» Exercise brief: Copy verbatim the block of lines in the entries below whose first line contains "through unchanged; only" and whose last line contains "structured error types". Leave out all other lines.
*** Opening Information supplied ***
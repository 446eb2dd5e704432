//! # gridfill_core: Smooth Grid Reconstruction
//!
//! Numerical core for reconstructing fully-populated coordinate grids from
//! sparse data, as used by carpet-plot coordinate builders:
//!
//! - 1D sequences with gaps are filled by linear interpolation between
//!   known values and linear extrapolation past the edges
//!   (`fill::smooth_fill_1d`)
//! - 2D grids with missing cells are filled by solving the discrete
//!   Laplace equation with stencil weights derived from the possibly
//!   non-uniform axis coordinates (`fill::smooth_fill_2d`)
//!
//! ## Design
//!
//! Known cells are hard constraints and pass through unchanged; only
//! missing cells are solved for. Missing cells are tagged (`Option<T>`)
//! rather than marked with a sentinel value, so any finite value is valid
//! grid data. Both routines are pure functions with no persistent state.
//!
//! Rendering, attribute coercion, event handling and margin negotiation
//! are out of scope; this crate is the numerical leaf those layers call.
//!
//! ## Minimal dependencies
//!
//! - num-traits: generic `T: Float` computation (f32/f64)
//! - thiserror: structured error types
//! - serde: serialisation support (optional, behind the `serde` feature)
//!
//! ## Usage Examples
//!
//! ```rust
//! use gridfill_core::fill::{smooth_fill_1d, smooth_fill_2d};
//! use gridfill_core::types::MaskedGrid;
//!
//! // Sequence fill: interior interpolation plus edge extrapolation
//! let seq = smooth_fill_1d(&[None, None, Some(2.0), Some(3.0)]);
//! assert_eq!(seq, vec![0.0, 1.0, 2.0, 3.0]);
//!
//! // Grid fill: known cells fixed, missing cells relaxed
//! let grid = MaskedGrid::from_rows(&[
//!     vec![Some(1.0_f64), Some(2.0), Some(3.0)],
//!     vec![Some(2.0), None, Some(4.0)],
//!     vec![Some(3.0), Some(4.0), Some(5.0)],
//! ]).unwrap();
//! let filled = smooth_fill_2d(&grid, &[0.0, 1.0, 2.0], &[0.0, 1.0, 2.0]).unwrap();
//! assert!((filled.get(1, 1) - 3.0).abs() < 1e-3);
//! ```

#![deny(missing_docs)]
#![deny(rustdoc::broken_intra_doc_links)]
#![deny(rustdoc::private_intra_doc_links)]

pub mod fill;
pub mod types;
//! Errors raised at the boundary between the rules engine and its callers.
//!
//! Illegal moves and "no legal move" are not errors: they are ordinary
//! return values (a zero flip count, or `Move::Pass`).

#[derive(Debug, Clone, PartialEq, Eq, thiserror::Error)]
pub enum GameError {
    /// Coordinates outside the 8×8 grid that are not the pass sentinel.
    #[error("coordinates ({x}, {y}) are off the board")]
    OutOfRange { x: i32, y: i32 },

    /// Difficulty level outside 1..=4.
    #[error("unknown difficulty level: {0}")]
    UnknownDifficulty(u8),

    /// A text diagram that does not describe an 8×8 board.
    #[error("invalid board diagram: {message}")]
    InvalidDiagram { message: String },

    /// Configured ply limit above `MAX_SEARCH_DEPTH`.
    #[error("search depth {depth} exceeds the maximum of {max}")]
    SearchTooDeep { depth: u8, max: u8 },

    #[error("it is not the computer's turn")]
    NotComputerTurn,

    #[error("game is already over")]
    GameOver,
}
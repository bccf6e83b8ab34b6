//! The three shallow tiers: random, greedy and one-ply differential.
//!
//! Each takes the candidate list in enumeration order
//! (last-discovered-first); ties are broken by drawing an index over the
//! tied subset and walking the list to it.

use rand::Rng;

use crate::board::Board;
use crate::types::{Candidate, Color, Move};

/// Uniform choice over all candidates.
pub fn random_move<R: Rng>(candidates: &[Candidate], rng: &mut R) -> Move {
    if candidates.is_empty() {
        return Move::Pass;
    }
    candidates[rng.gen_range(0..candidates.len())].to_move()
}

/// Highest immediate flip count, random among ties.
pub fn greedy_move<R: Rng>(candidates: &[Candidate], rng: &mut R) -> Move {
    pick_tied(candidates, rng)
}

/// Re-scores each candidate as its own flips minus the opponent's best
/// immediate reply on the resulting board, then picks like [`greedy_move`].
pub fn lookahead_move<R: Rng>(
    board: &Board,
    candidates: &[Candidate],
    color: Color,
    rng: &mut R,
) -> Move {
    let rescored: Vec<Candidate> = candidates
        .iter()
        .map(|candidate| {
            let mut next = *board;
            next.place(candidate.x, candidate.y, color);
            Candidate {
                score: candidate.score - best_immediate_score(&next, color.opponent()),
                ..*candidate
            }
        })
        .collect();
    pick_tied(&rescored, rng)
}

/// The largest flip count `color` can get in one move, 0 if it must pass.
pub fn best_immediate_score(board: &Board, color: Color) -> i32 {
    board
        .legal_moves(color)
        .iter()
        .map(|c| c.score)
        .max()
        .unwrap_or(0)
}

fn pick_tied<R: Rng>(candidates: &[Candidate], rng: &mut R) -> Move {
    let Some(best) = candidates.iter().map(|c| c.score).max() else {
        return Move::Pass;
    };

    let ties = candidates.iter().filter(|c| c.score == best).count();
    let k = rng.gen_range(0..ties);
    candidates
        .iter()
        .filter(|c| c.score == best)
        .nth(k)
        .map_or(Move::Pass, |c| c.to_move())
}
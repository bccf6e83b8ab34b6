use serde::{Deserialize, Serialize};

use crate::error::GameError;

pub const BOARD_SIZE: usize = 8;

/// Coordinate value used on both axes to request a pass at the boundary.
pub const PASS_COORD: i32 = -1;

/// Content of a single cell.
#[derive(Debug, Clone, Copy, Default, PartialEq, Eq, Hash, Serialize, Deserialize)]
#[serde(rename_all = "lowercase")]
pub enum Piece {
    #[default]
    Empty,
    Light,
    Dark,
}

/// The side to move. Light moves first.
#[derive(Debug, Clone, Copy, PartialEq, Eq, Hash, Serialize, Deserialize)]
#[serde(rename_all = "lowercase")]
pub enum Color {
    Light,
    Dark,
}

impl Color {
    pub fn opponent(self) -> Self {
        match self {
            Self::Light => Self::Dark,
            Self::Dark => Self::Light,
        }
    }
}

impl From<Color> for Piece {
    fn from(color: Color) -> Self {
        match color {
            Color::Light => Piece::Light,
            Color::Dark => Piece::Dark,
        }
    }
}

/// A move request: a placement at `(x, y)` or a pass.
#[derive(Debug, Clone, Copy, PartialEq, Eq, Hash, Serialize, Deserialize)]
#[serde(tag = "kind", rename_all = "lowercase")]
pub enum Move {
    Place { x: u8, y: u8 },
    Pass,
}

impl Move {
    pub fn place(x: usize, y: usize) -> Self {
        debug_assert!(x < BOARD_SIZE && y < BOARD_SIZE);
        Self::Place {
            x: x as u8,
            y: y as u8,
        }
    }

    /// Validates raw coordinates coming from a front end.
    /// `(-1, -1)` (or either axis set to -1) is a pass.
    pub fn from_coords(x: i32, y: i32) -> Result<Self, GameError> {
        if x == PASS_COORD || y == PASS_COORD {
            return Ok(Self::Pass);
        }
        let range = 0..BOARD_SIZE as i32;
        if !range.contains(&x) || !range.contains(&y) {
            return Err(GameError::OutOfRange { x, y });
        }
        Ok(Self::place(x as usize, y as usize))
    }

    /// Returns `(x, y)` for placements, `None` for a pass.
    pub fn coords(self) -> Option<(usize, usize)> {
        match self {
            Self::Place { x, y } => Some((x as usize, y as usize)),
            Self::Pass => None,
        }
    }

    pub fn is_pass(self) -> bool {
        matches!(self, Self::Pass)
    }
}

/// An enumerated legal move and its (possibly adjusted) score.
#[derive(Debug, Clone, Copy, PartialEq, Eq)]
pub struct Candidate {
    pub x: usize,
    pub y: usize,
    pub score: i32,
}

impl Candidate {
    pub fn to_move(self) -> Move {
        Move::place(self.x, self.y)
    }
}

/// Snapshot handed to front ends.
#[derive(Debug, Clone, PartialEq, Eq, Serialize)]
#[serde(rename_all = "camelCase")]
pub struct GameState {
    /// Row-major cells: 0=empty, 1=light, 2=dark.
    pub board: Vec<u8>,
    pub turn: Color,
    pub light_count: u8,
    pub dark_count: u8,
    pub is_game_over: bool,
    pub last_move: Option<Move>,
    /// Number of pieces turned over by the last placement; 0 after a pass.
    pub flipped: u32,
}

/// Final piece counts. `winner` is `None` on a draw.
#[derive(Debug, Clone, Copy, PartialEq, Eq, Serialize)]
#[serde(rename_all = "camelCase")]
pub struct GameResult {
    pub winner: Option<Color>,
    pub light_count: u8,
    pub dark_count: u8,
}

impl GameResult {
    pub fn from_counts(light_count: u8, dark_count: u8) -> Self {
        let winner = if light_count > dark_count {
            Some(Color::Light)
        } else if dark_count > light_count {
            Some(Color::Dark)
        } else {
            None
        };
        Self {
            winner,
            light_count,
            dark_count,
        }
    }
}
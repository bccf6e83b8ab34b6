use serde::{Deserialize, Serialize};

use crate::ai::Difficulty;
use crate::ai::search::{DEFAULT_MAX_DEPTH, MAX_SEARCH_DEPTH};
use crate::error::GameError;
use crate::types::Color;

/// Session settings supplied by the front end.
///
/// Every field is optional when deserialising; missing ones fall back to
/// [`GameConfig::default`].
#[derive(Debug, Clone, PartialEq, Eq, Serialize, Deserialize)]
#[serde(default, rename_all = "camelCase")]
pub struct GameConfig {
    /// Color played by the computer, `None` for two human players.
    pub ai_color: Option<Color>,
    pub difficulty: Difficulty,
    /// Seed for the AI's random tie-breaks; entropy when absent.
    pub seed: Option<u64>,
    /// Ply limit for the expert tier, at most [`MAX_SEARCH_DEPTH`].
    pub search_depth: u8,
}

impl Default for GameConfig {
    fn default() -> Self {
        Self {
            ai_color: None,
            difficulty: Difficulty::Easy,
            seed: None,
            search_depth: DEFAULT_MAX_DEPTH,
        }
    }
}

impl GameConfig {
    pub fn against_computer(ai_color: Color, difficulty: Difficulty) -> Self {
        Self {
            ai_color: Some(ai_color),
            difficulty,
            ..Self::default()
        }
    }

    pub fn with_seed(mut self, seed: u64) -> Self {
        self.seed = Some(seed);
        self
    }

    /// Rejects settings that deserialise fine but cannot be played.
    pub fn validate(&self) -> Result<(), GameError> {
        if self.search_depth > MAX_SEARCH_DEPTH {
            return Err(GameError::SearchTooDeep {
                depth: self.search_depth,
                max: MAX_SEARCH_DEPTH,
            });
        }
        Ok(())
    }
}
*** Closing Information supplied ***
» Worked solution:
//! Known cells are hard constraints and pass through unchanged; only
//! missing cells are solved for. Missing cells are tagged (`Option<T>`)
//! rather than marked with a sentinel value, so any finite value is valid
//! grid data. Both routines are pure functions with no persistent state.
//!
//! Rendering, attribute coercion, event handling and margin negotiation
//! are out of scope; this crate is the numerical leaf those layers call.
//!
//! ## Minimal dependencies
//!
//! - num-traits: generic `T: Float` computation (f32/f64)
//! - thiserror: structured error types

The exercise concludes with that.